Below this sentence is a listing; return exactly its lines from the one with "below it can" to the one with "let mut best_cost = f32::MAX;", both kept, and nothing more.

---

// Copyright 2026 the Canopy Authors
// SPDX-License-Identifier: Apache-2.0 OR MIT

//! Overlap queries: tree against a single volume, and tree against tree.
//!
//! Both searches are breadth-first and prune every subtree whose bounding volume
//! misses the query. Results are appended to caller-owned buffers in discovery
//! order; buffers are never cleared here, so clear them between calls if reused.

use alloc::collections::VecDeque;
use alloc::vec::Vec;

use crate::error::TreeError;
use crate::node::NodeId;
use crate::tree::BoundingVolumeTree;
use crate::view::TreeView;
use crate::volume::BoundingVolume;

impl<V: BoundingVolume> TreeView<'_, V> {
    /// Append the ids of all leaves whose volume intersects `volume`.
    ///
    /// `queue` is scratch space; it is cleared on entry. Each leaf is reported at most
    /// once. Fails with [`TreeError::NotConstructed`] if the tree is empty.
    pub fn intersections_with_volume(
        &self,
        volume: &V,
        result: &mut Vec<NodeId>,
        queue: &mut VecDeque<NodeId>,
    ) -> Result<(), TreeError> {
        let mut bfs = self.bfs(queue)?;
        while let Some((id, node_volume)) = bfs.next() {
            if !volume.intersects(node_volume) {
                continue;
            }
            if bfs.is_leaf(id) {
                result.push(id);
            }
            bfs.traverse(id);
        }
        Ok(())
    }

    /// Append every pair `(a, b)` of a leaf `a` of this tree and a leaf `b` of `other`
    /// whose volumes intersect.
    ///
    /// Both trees are descended together from their roots. `queue` is scratch space;
    /// it is cleared on entry. Does nothing if either tree is empty.
    pub fn intersections_with_tree(
        &self,
        other: &TreeView<'_, V>,
        result: &mut Vec<(NodeId, NodeId)>,
        queue: &mut VecDeque<(NodeId, NodeId)>,
    ) {
        let (Some(root_a), Some(root_b)) = (self.root(), other.root()) else {
            return;
        };
        let (nodes_a, volumes_a) = (self.nodes(), self.volumes());
        let (nodes_b, volumes_b) = (other.nodes(), other.volumes());

        queue.clear();
        queue.push_back((root_a, root_b));
        while let Some((a, b)) = queue.pop_front() {
            if !volumes_a[a].intersects(&volumes_b[b]) {
                continue;
            }
            match (nodes_a[a].children(), nodes_b[b].children()) {
                (None, None) => result.push((a, b)),
                (Some((a_left, a_right)), Some((b_left, b_right))) => {
                    queue.push_back((a_left, b_left));
                    queue.push_back((a_left, b_right));
                    queue.push_back((a_right, b_left));
                    queue.push_back((a_right, b_right));
                }
                (None, Some((b_left, b_right))) => {
                    queue.push_back((a, b_left));
                    queue.push_back((a, b_right));
                }
                (Some((a_left, a_right)), None) => {
                    queue.push_back((a_left, b));
                    queue.push_back((a_right, b));
                }
            }
        }
    }
}

impl<V: BoundingVolume> BoundingVolumeTree<V> {
    /// Append the ids of all leaves whose volume intersects `volume`.
    ///
    /// Uses the tree's own scratch queue; see [`TreeView::intersections_with_volume`]
    /// for the variant that can run concurrently on a shared tree.
    ///
    /// ```rust
    /// use canopy_bvh::{Aabb, BoundingVolumeTree};
    ///
    /// let leaves = [
    ///     Aabb::from_coords(0.0, 0.0, 1.0, 1.0),
    ///     Aabb::from_coords(1.0, 1.0, 2.0, 2.0),
    ///     Aabb::from_coords(5.0, 0.0, 6.0, 1.0),
    /// ];
    /// let mut tree = BoundingVolumeTree::new(leaves.len());
    /// tree.construct(&leaves).unwrap();
    ///
    /// let mut hits = Vec::new();
    /// tree.intersections_with_volume(&Aabb::from_coords(0.5, 0.5, 1.5, 1.5), &mut hits)
    ///     .unwrap();
    /// hits.sort_unstable();
    /// assert_eq!(hits, [0, 1]);
    /// ```
    pub fn intersections_with_volume(
        &mut self,
        volume: &V,
        result: &mut Vec<NodeId>,
    ) -> Result<(), TreeError> {
        let view = TreeView::new(&self.nodes, &self.volumes, self.root, self.leaves_count);
        view.intersections_with_volume(volume, result, &mut self.queue)
    }

    /// Append every intersecting pair `(leaf of self, leaf of other)`.
    ///
    /// Allocates a temporary pair queue; use [`TreeView::intersections_with_tree`] to
    /// supply and reuse one.
    pub fn intersections_with_tree(&self, other: &Self, result: &mut Vec<(NodeId, NodeId)>) {
        let mut queue = VecDeque::new();
        self.view()
            .intersections_with_tree(&other.view(), result, &mut queue);
    }
}
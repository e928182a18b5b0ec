// Copyright 2026 the Canopy Authors
// SPDX-License-Identifier: Apache-2.0 OR MIT

// After you edit the crate's doc comment, run this command, then check README.md for any missing links
// cargo rdme --workspace-project=canopy_reduce --heading-base-level=0

//! Canopy Reduce: parallel reductions with per-worker accumulators.
//!
//! A reduction over a large slice is split into two steps:
//!
//! - Map: every worker folds its share of the input into a private slot.
//! - Reduce: the slots are folded together into one value.
//!
//! Because slots are never shared, the map step needs no synchronisation; the only
//! requirement is that the operation is an [`AbelianOperator`], so that any split
//! and any order give the same answer.
//!
//! Operators are provided for sums, minima and maxima of `i32`, `f32` and the glam
//! `IVec2`-`IVec4` / `Vec2`-`Vec4` vectors, and for the union of [`canopy_bvh::Aabb`]s.
//!
//! # Example
//!
//! ```rust
//! use canopy_bvh::Aabb;
//! use canopy_reduce::{AabbUnion, AccumulatedProduct};
//!
//! let boxes = [
//!     Aabb::from_coords(0.0, 0.0, 1.0, 1.0),
//!     Aabb::from_coords(-4.0, 2.0, -3.0, 3.0),
//!     Aabb::from_coords(5.0, -1.0, 6.0, 0.0),
//! ];
//! let mut bounds = AccumulatedProduct::new(AabbUnion);
//! bounds.accumulate_products(&boxes);
//! assert_eq!(bounds.combine(), Aabb::from_coords(-4.0, -1.0, 6.0, 3.0));
//! ```

pub mod operators;
pub mod product;

pub use operators::{AabbUnion, AbelianOperator, Max, Min, Sum};
pub use product::AccumulatedProduct;
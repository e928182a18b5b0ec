// Copyright 2026 the Canopy Authors
// SPDX-License-Identifier: Apache-2.0 OR MIT

//! Core tree implementation: arena, incremental construction, refit.

use alloc::collections::VecDeque;
use alloc::vec;
use alloc::vec::Vec;

use crate::bfs::Bfs;
use crate::error::TreeError;
use crate::node::{Node, NodeId};
use crate::view::TreeView;
use crate::volume::BoundingVolume;

/// Binary bounding volume hierarchy over a fixed number of leaves.
///
/// The tree is sized once for `L` leaves and stores `2L - 1` nodes in a flat arena.
/// Leaf `i` is input volume `i`; internal nodes are allocated from index `L` upwards
/// as leaves are inserted. [`construct`](Self::construct) rebuilds the topology from
/// scratch, [`update_leaf_volumes`](Self::update_leaf_volumes) keeps the topology and
/// refits internal volumes to new leaf volumes.
///
/// The scratch queue and stack used by construction, refit and the owned-scratch
/// queries live inside the tree and are reused across calls. For concurrent
/// read-only queries, take a [`view`](Self::view) and give each caller its own queue.
pub struct BoundingVolumeTree<V: BoundingVolume> {
    pub(crate) leaves_count: usize,
    pub(crate) nodes: Vec<Node>,
    // Leaves first, then internal nodes in allocation order.
    pub(crate) volumes: Vec<V>,
    pub(crate) root: Option<NodeId>,
    internal_count: usize,
    pub(crate) queue: VecDeque<NodeId>,
    stack: Vec<NodeId>,
}

impl<V: BoundingVolume> core::fmt::Debug for BoundingVolumeTree<V> {
    fn fmt(&self, f: &mut core::fmt::Formatter<'_>) -> core::fmt::Result {
        f.debug_struct("BoundingVolumeTree")
            .field("leaves_count", &self.leaves_count)
            .field("nodes", &self.nodes.len())
            .field("internal_count", &self.internal_count)
            .field("root", &self.root)
            .finish_non_exhaustive()
    }
}

impl<V: BoundingVolume> BoundingVolumeTree<V> {
    /// Create an empty tree for exactly `leaves_count` leaves.
    pub fn new(leaves_count: usize) -> Self {
        let length = (2 * leaves_count).saturating_sub(1);
        Self {
            leaves_count,
            nodes: vec![Node::EMPTY; length],
            volumes: Vec::with_capacity(length),
            root: None,
            internal_count: 0,
            queue: VecDeque::with_capacity(leaves_count),
            stack: Vec::with_capacity(leaves_count.saturating_sub(1)),
        }
    }

    /// Number of leaves the tree was created for.
    pub const fn leaves_count(&self) -> usize {
        self.leaves_count
    }

    /// Whether the tree has no root.
    pub const fn is_empty(&self) -> bool {
        self.root.is_none()
    }

    /// Root node, `None` when the tree is empty.
    pub const fn root(&self) -> Option<NodeId> {
        self.root
    }

    /// The node arena (`2L - 1` entries).
    pub fn nodes(&self) -> &[Node] {
        &self.nodes
    }

    /// Per-node volumes. Empty until the first successful construction.
    pub fn volumes(&self) -> &[V] {
        &self.volumes
    }

    /// Forget the current topology. The arena is kept for the next construction.
    pub fn clear(&mut self) {
        self.root = None;
        self.internal_count = 0;
    }

    /// Read-only view for queries with caller-supplied scratch.
    pub fn view(&self) -> TreeView<'_, V> {
        TreeView::new(&self.nodes, &self.volumes, self.root, self.leaves_count)
    }

    /// Breadth-first walk from the root using the tree's own scratch queue.
    pub fn bfs(&mut self) -> Result<Bfs<'_, V>, TreeError> {
        let Some(root) = self.root else {
            tracing::debug!("traversal requested on an unconstructed tree");
            return Err(TreeError::NotConstructed);
        };
        Ok(Bfs::new(&self.nodes, &self.volumes, root, &mut self.queue))
    }

    /// Build the tree from scratch by inserting `volumes` one after another.
    ///
    /// Each new leaf is paired with the existing node that minimizes the total growth
    /// of bounding volumes (its own union plus every enlarged ancestor).
    /// Fails without touching the tree if `volumes.len()` differs from the leaf count.
    pub fn construct(&mut self, volumes: &[V]) -> Result<(), TreeError> {
        self.check_length(volumes)?;
        self.clear();
        self.nodes.fill(Node::EMPTY);
        self.volumes.clear();

        if volumes.is_empty() {
            return Ok(());
        }

        // Leaf volumes are written up front; internal volumes are appended behind them.
        self.volumes.extend_from_slice(volumes);
        self.nodes[0] = Node::leaf(None);
        self.root = Some(0);

        for (object, volume) in volumes.iter().enumerate().skip(1) {
            let sibling = self.find_best_node(volume);
            self.insert_leaf(object, *volume, sibling);
        }

        tracing::debug!(
            leaves = self.leaves_count,
            internal = self.internal_count,
            "constructed bounding volume tree"
        );
        Ok(())
    }

    /// Replace every leaf volume and refit all internal volumes bottom-up.
    ///
    /// The topology is left as is, so the tree may become looser as leaves drift.
    /// Fails without touching the tree if it has not been constructed or if
    /// `volumes.len()` differs from the leaf count.
    pub fn update_leaf_volumes(&mut self, volumes: &[V]) -> Result<(), TreeError> {
        if self.root.is_none() {
            tracing::debug!("refit requested on an unconstructed tree");
            return Err(TreeError::NotConstructed);
        }
        self.check_length(volumes)?;

        self.volumes[..self.leaves_count].copy_from_slice(volumes);
        self.recalculate_volumes()
    }

    /// Recompute internal volumes from the current leaf volumes.
    ///
    /// Internal nodes are collected in BFS order onto the stack, so popping visits the
    /// deepest ones first and children are always final before their parent.
    fn recalculate_volumes(&mut self) -> Result<(), TreeError> {
        let root = self.root.ok_or(TreeError::NotConstructed)?;

        self.stack.clear();
        let mut bfs = Bfs::new(&self.nodes, &self.volumes, root, &mut self.queue);
        while let Some((id, _)) = bfs.next() {
            if !bfs.is_leaf(id) {
                self.stack.push(id);
            }
            bfs.traverse(id);
        }

        let refitted = self.stack.len();
        while let Some(id) = self.stack.pop() {
            if let Some((left, right)) = self.nodes[id].children() {
                self.volumes[id] = self.volumes[left].union(&self.volumes[right]);
            }
        }

        tracing::trace!(refitted, "refitted bounding volume tree");
        Ok(())
    }

    /// Pair leaf `object` with `sibling` under a freshly allocated internal node.
    fn insert_leaf(&mut self, object: NodeId, volume: V, sibling: NodeId) {
        let internal = self.leaves_count + self.internal_count;
        assert!(
            internal < self.nodes.len(),
            "internal node capacity exhausted: construction allocated more than L - 1 internal nodes"
        );
        debug_assert_eq!(
            self.volumes.len(),
            internal,
            "internal volumes must be allocated in node order"
        );

        let old_parent = self.nodes[sibling].parent;
        self.nodes[internal] = Node::new(old_parent, Some(sibling), Some(object));
        let merged = volume.union(&self.volumes[sibling]);
        self.volumes.push(merged);
        self.internal_count += 1;

        self.nodes[sibling].parent = Some(internal);

        match old_parent {
            None => self.root = Some(internal),
            Some(parent) => {
                let links = &mut self.nodes[parent];
                if links.left == Some(sibling) {
                    links.left = Some(internal);
                } else {
                    links.right = Some(internal);
                }
                self.refit_ancestors(parent);
            }
        }

        self.nodes[object] = Node::leaf(Some(internal));
        self.volumes[object] = volume;
    }

    /// Recompute `start` and every ancestor up to the root from their children.
    fn refit_ancestors(&mut self, start: NodeId) {
        let mut current = Some(start);
        while let Some(id) = current {
            let node = self.nodes[id];
            if let Some((left, right)) = node.children() {
                self.volumes[id] = self.volumes[left].union(&self.volumes[right]);
            }
            current = node.parent;
        }
    }

    /// Branch-and-bound search for the cheapest sibling of `volume`.
    ///
    /// Candidates are taken from a FIFO queue seeded with the root. A candidate's
    /// children are only queued while the lower bound of any pairing below it can
    /// still beat the best cost seen so far.
    fn find_best_node(&mut self, volume: &V) -> NodeId {
        let Some(root) = self.root else {
            unreachable!("sibling search requires a non-empty tree");
        };

        let mut best = root;
        let mut best_cost = f32::MAX;

        self.queue.clear();
        self.queue.push_back(root);
        while let Some(other) = self.queue.pop_front() {
            let other_volume = self.volumes[other];
            let direct_cost = volume.union(&other_volume).volume();
            if direct_cost >= best_cost {
                continue;
            }

            let inherited_cost = self.inherited_cost(volume, other);
            let cost = direct_cost + inherited_cost;
            if cost < best_cost {
                best_cost = cost;
                best = other;

                let lower_bound_cost =
                    volume.volume() + direct_cost - other_volume.volume() + inherited_cost;
                if lower_bound_cost < best_cost
                    && let Some((left, right)) = self.nodes[other].children()
                {
                    self.queue.push_back(left);
                    self.queue.push_back(right);
                }
            }
        }

        best
    }

    /// Growth of every ancestor of `id` if `volume` were inserted below it.
    fn inherited_cost(&self, volume: &V, id: NodeId) -> f32 {
        let mut cost = 0.0;
        let mut current = self.nodes[id].parent;
        while let Some(parent) = current {
            let parent_volume = &self.volumes[parent];
            cost += parent_volume.union(volume).volume() - parent_volume.volume();
            current = self.nodes[parent].parent;
        }
        cost
    }

    fn check_length(&self, volumes: &[V]) -> Result<(), TreeError> {
        if volumes.len() == self.leaves_count {
            return Ok(());
        }
        tracing::debug!(
            expected = self.leaves_count,
            actual = volumes.len(),
            "volumes length does not match tree leaves count"
        );
        Err(TreeError::LengthMismatch {
            expected: self.leaves_count,
            actual: volumes.len(),
        })
    }
}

---

**YOUR RESPONSE**
    /// children are only queued while the lower bound of any pairing below it can
    /// still beat the best cost seen so far.
    fn find_best_node(&mut self, volume: &V) -> NodeId {
        let Some(root) = self.root else {
            unreachable!("sibling search requires a non-empty tree");
        };

        let mut best = root;
        let mut best_cost = f32::MAX;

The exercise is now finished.